Here we limit the words to some synthetic polymers made by men in factories:
plastic, nylon, artificial rubber, polyether, polyester, and poly-additie products (PVC for example)
- All before mentioned rules are also true for polymers; just the prefix 'poly' is needed extra.
- That means nothing else than 'many'.
Polymers always are built up of small units, small molecules that - in large numbers - are connected to each other, and form the polymers.
- Those small units are called 'monomers'. (mono = 1; poly = many)
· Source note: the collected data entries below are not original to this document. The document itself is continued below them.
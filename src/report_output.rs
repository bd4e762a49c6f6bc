//! Tab-delimited and json report writers for call review results
//!

use std::fs::File;

use camino::Utf8Path;
use csv::WriterBuilder;
use itertools::Itertools;
use log::info;
use strum::IntoEnumIterator;
use thousands::Separable;

use crate::call_record::CallRecord;
use crate::errors::{Result, ReviewError};
use crate::gene_summary::GeneSummary;
use crate::normalize::CallField;
use crate::partition::ComparatorReview;
use crate::revision::RevisionAuditEntry;
use crate::sample_manifest::{SampleManifest, SampleMapping};
use crate::variant_summary::VariantSummaryRow;

const TEST_RESULT_COLUMNS: &[&str] = &[
    "mutant_molecules_tumor",
    "reference_molecules_tumor",
    "mutant_molecules_comparator",
    "reference_molecules_comparator",
    "fisher_p_value",
    "fisher_odds_ratio",
    "ztest_statistic",
    "ztest_p_value",
    "chi2_statistic",
    "chi2_p_value",
    "chi2_dof",
    "revised",
];

/// Raw call fields reported for both assays in the comparator review tables
const RAW_COMPARISON_FIELDS: &[CallField] = &[
    CallField::Call,
    CallField::UidsPerAmplicon,
    CallField::Supermutants,
    CallField::GenomeEquivalents,
    CallField::MafPercent,
    CallField::MutantMolecules,
];

/// Variant summary fields before and after the extra input columns
const VARIANT_LEAD_FIELDS: &[CallField] = &[
    CallField::GenomeEquivalents,
    CallField::GeneName,
    CallField::AmpliconId,
    CallField::CdsChange,
    CallField::AaChange,
];
const VARIANT_TRAIL_FIELDS: &[CallField] = &[
    CallField::MafPercent,
    CallField::MutantMolecules,
    CallField::Call,
    CallField::UidsPerAmplicon,
    CallField::Supermutants,
    CallField::CommentInternal,
    CallField::CommentExternal,
];

const MANIFEST_COLUMNS: &[&str] = &["external_id1", "external_id2", "external_id3"];

fn create_tsv_writer(filename: &Utf8Path, label: &str) -> Result<csv::Writer<File>> {
    info!("Writing {label} to file: '{filename}'");
    let file = File::create(filename).map_err(|e| {
        ReviewError::Io(std::io::Error::new(
            e.kind(),
            format!("Unable to create {label} file '{filename}': {e}"),
        ))
    })?;
    Ok(WriterBuilder::new().delimiter(b'\t').from_writer(file))
}

fn format_optional_number(value: Option<f64>) -> String {
    value.map(|x| x.to_string()).unwrap_or_default()
}

/// Names of all extra input columns carried by `records`, in first-appearance order
fn extra_columns<'a>(records: impl Iterator<Item = &'a CallRecord>) -> Vec<String> {
    records
        .flat_map(|x| x.extra_fields.iter().map(|(name, _)| name.clone()))
        .unique()
        .collect()
}

fn call_record_header(extra_columns: &[String]) -> Vec<String> {
    CallField::iter()
        .map(|x| x.name().to_string())
        .chain(extra_columns.iter().cloned())
        .collect()
}

fn call_field_cell(record: &CallRecord, field: CallField) -> String {
    match field {
        CallField::SampleId => record.sample_id.clone(),
        CallField::GeneName => record.gene_name.clone(),
        CallField::CdsChange => record.cds_change.clone(),
        CallField::AaChange => record.aa_change.clone(),
        CallField::Call => record.call.to_string(),
        CallField::UidsPerAmplicon => format_optional_number(record.uids_per_amplicon),
        CallField::Supermutants => format_optional_number(record.supermutants),
        CallField::GenomeEquivalents => format_optional_number(record.genome_equivalents),
        CallField::CommentInternal => record.comment_internal.clone().unwrap_or_default(),
        CallField::CommentExternal => record.comment_external.clone().unwrap_or_default(),
        CallField::AmpliconId => record.amplicon_id.clone().unwrap_or_default(),
        CallField::MafPercent => format_optional_number(record.maf_percent),
        CallField::MutantMolecules => format_optional_number(record.mutant_molecules),
    }
}

fn extra_field_cells(record: &CallRecord, extra_columns: &[String]) -> Vec<String> {
    extra_columns
        .iter()
        .map(|x| record.extra_field(x).unwrap_or_default().to_string())
        .collect()
}

/// Cells of one call record in `call_record_header` column order
fn call_record_cells(record: &CallRecord, extra_columns: &[String]) -> Vec<String> {
    let mut cells = CallField::iter()
        .map(|field| call_field_cell(record, field))
        .collect::<Vec<_>>();
    cells.extend(extra_field_cells(record, extra_columns));
    cells
}

/// Write call records with canonical column names, followed by all extra input columns
///
/// The output can be read back in as a call table.
///
pub fn write_call_records(filename: &Utf8Path, label: &str, records: &[CallRecord]) -> Result<()> {
    let extra_columns = extra_columns(records.iter());
    let mut writer = create_tsv_writer(filename, label)?;
    writer.write_record(call_record_header(&extra_columns))?;
    for record in records {
        writer.write_record(call_record_cells(record, &extra_columns))?;
    }
    writer.flush()?;
    info!(
        "Wrote {} records to {label} file",
        records.len().separate_with_commas()
    );
    Ok(())
}

fn comparator_review_header(extra_columns: &[String]) -> Vec<String> {
    let mut header = call_record_header(extra_columns);
    for field in RAW_COMPARISON_FIELDS {
        header.push(format!("{}_tumor", field.name()));
        header.push(format!("{}_comparator", field.name()));
    }
    header.extend(TEST_RESULT_COLUMNS.iter().map(|x| x.to_string()));
    header
}

fn comparator_review_cells(review: &ComparatorReview, extra_columns: &[String]) -> Vec<String> {
    let result = &review.result;
    let counts = &result.counts;
    let mut row = call_record_cells(&review.record, extra_columns);
    for &field in RAW_COMPARISON_FIELDS {
        row.push(call_field_cell(&review.record, field));
        row.push(call_field_cell(&review.comparator, field));
    }
    row.extend([
        counts.mutant_molecules_tumor.to_string(),
        counts.reference_molecules_tumor.to_string(),
        counts.mutant_molecules_comparator.to_string(),
        counts.reference_molecules_comparator.to_string(),
        result.exact.p_value.to_string(),
        result.exact.odds_ratio.to_string(),
        format_optional_number(result.proportions.map(|x| x.z_statistic)),
        format_optional_number(result.proportions.map(|x| x.p_value)),
        format_optional_number(result.chi_squared.map(|x| x.statistic)),
        format_optional_number(result.chi_squared.map(|x| x.p_value)),
        result
            .chi_squared
            .map(|x| x.degrees_of_freedom.to_string())
            .unwrap_or_default(),
        review.revised.to_string(),
    ]);
    row
}

/// Write reviewed calls with the raw values of both assays, molecule counts and test results
///
/// Auxiliary test columns are left empty when those tests were not run.
///
pub fn write_comparator_reviews(
    filename: &Utf8Path,
    label: &str,
    reviews: &[ComparatorReview],
) -> Result<()> {
    let extra_columns = extra_columns(reviews.iter().map(|x| &x.record));
    let mut writer = create_tsv_writer(filename, label)?;
    writer.write_record(comparator_review_header(&extra_columns))?;
    for review in reviews {
        writer.write_record(comparator_review_cells(review, &extra_columns))?;
    }
    writer.flush()?;
    info!(
        "Wrote {} records to {label} file",
        reviews.len().separate_with_commas()
    );
    Ok(())
}

/// Write the list of revised calls, with the test results responsible for each revision
pub fn write_revision_audit(filename: &Utf8Path, audit: &[RevisionAuditEntry]) -> Result<()> {
    info!("Writing call revision audit to file: '{filename}'");
    let file = File::create(filename)?;
    serde_json::to_writer_pretty(&file, audit)?;
    Ok(())
}

pub fn write_sample_manifest(filename: &Utf8Path, manifest: &SampleManifest) -> Result<()> {
    let mut writer = create_tsv_writer(filename, "sample mapping")?;
    writer.write_record(std::iter::once("sample_id").chain(MANIFEST_COLUMNS.iter().copied()))?;
    for sample in manifest.samples.iter() {
        writer.write_record([
            sample.sample_id.as_str(),
            sample.external_id1.as_deref().unwrap_or_default(),
            sample.external_id2.as_deref().unwrap_or_default(),
            sample.external_id3.as_deref().unwrap_or_default(),
        ])?;
    }
    writer.flush()?;
    Ok(())
}

/// Manifest cells for one sample, empty if the sample has no manifest entry
fn manifest_cells(mapping: Option<&SampleMapping>) -> [String; 3] {
    match mapping {
        Some(x) => [
            x.external_id1.clone().unwrap_or_default(),
            x.external_id2.clone().unwrap_or_default(),
            x.external_id3.clone().unwrap_or_default(),
        ],
        None => Default::default(),
    }
}

/// Write one row per sample with a status column for each gene
pub fn write_gene_summary(filename: &Utf8Path, summary: &GeneSummary) -> Result<()> {
    let mut writer = create_tsv_writer(filename, "gene summary")?;
    let mut header = vec!["sample_id"];
    header.extend_from_slice(MANIFEST_COLUMNS);
    header.extend(["total_genome_equivalents", "overall_status"]);
    header.extend(summary.genes.iter().map(|x| x.as_str()));
    writer.write_record(header)?;

    for sample in summary.samples.iter() {
        let mut row = vec![sample.sample_id.clone()];
        row.extend(manifest_cells(sample.mapping.as_ref()));
        row.push(format_optional_number(sample.total_genome_equivalents));
        row.push(sample.overall_status.to_string());
        for gene in summary.genes.iter() {
            let status = sample
                .gene_status
                .get(gene)
                .map(|x| x.to_string())
                .unwrap_or_default();
            row.push(status);
        }
        writer.write_record(row)?;
    }
    writer.flush()?;
    Ok(())
}

/// Write one row per sample with the mutation description of all detected calls
pub fn write_mutant_summary(filename: &Utf8Path, summary: &GeneSummary) -> Result<()> {
    let mut writer = create_tsv_writer(filename, "mutant summary")?;
    let mut header = vec!["sample_id"];
    header.extend_from_slice(MANIFEST_COLUMNS);
    header.extend(["total_genome_equivalents", "overall_status", "description"]);
    writer.write_record(header)?;

    for sample in summary.samples.iter() {
        let mut row = vec![sample.sample_id.clone()];
        row.extend(manifest_cells(sample.mapping.as_ref()));
        row.push(format_optional_number(sample.total_genome_equivalents));
        row.push(sample.overall_status.to_string());
        row.push(sample.description_label().to_string());
        writer.write_record(row)?;
    }
    writer.flush()?;
    Ok(())
}

/// Write one row per detected variant with the sample's external identifiers
pub fn write_variant_summary(filename: &Utf8Path, rows: &[VariantSummaryRow]) -> Result<()> {
    let extra_columns = extra_columns(rows.iter().map(|x| &x.record));
    let mut writer = create_tsv_writer(filename, "variant summary")?;
    writer.write_record(variant_summary_header(&extra_columns))?;
    for row in rows {
        writer.write_record(variant_summary_cells(row, &extra_columns))?;
    }
    writer.flush()?;
    info!(
        "Wrote {} detected variants to variant summary file",
        rows.len().separate_with_commas()
    );
    Ok(())
}

fn variant_summary_header(extra_columns: &[String]) -> Vec<String> {
    std::iter::once("sample_id")
        .chain(MANIFEST_COLUMNS.iter().copied())
        .chain(VARIANT_LEAD_FIELDS.iter().map(|x| x.name()))
        .map(|x| x.to_string())
        .chain(extra_columns.iter().cloned())
        .chain(VARIANT_TRAIL_FIELDS.iter().map(|x| x.name().to_string()))
        .collect()
}

fn variant_summary_cells(row: &VariantSummaryRow, extra_columns: &[String]) -> Vec<String> {
    let record = &row.record;
    let mut cells = vec![record.sample_id.clone()];
    cells.extend(manifest_cells(row.mapping.as_ref()));
    cells.extend(VARIANT_LEAD_FIELDS.iter().map(|&x| call_field_cell(record, x)));
    cells.extend(extra_field_cells(record, extra_columns));
    cells.extend(VARIANT_TRAIL_FIELDS.iter().map(|&x| call_field_cell(record, x)));
    cells
}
- In general we may say that the name of a polymer is simply the same name as that of the monomer, but with the prefix 'poly'.
Structure of the polymers
- homopolymers: the macromolecule is built up of only one type of monomers.
- copolymers: the macromolecule is built up of two or more types of monomers.
- a macromolecule can have a linear structure; the product then is more flexible.
- a macromolecule can have a branched structure; the product is then harder, with little or no flexibility.
- Between the macromolecules can exist interconnections. Such products remain hard when heated. We call them "thermoharders".
These substances can have a kind of lattice, a threedimensional structure with interconnections.
- If not,the structure has no clear threedimensional structure; there is no such thing as a lattice.
At heating, the product becomes then softer and can sometimes even melt. We call them "thermoplasts".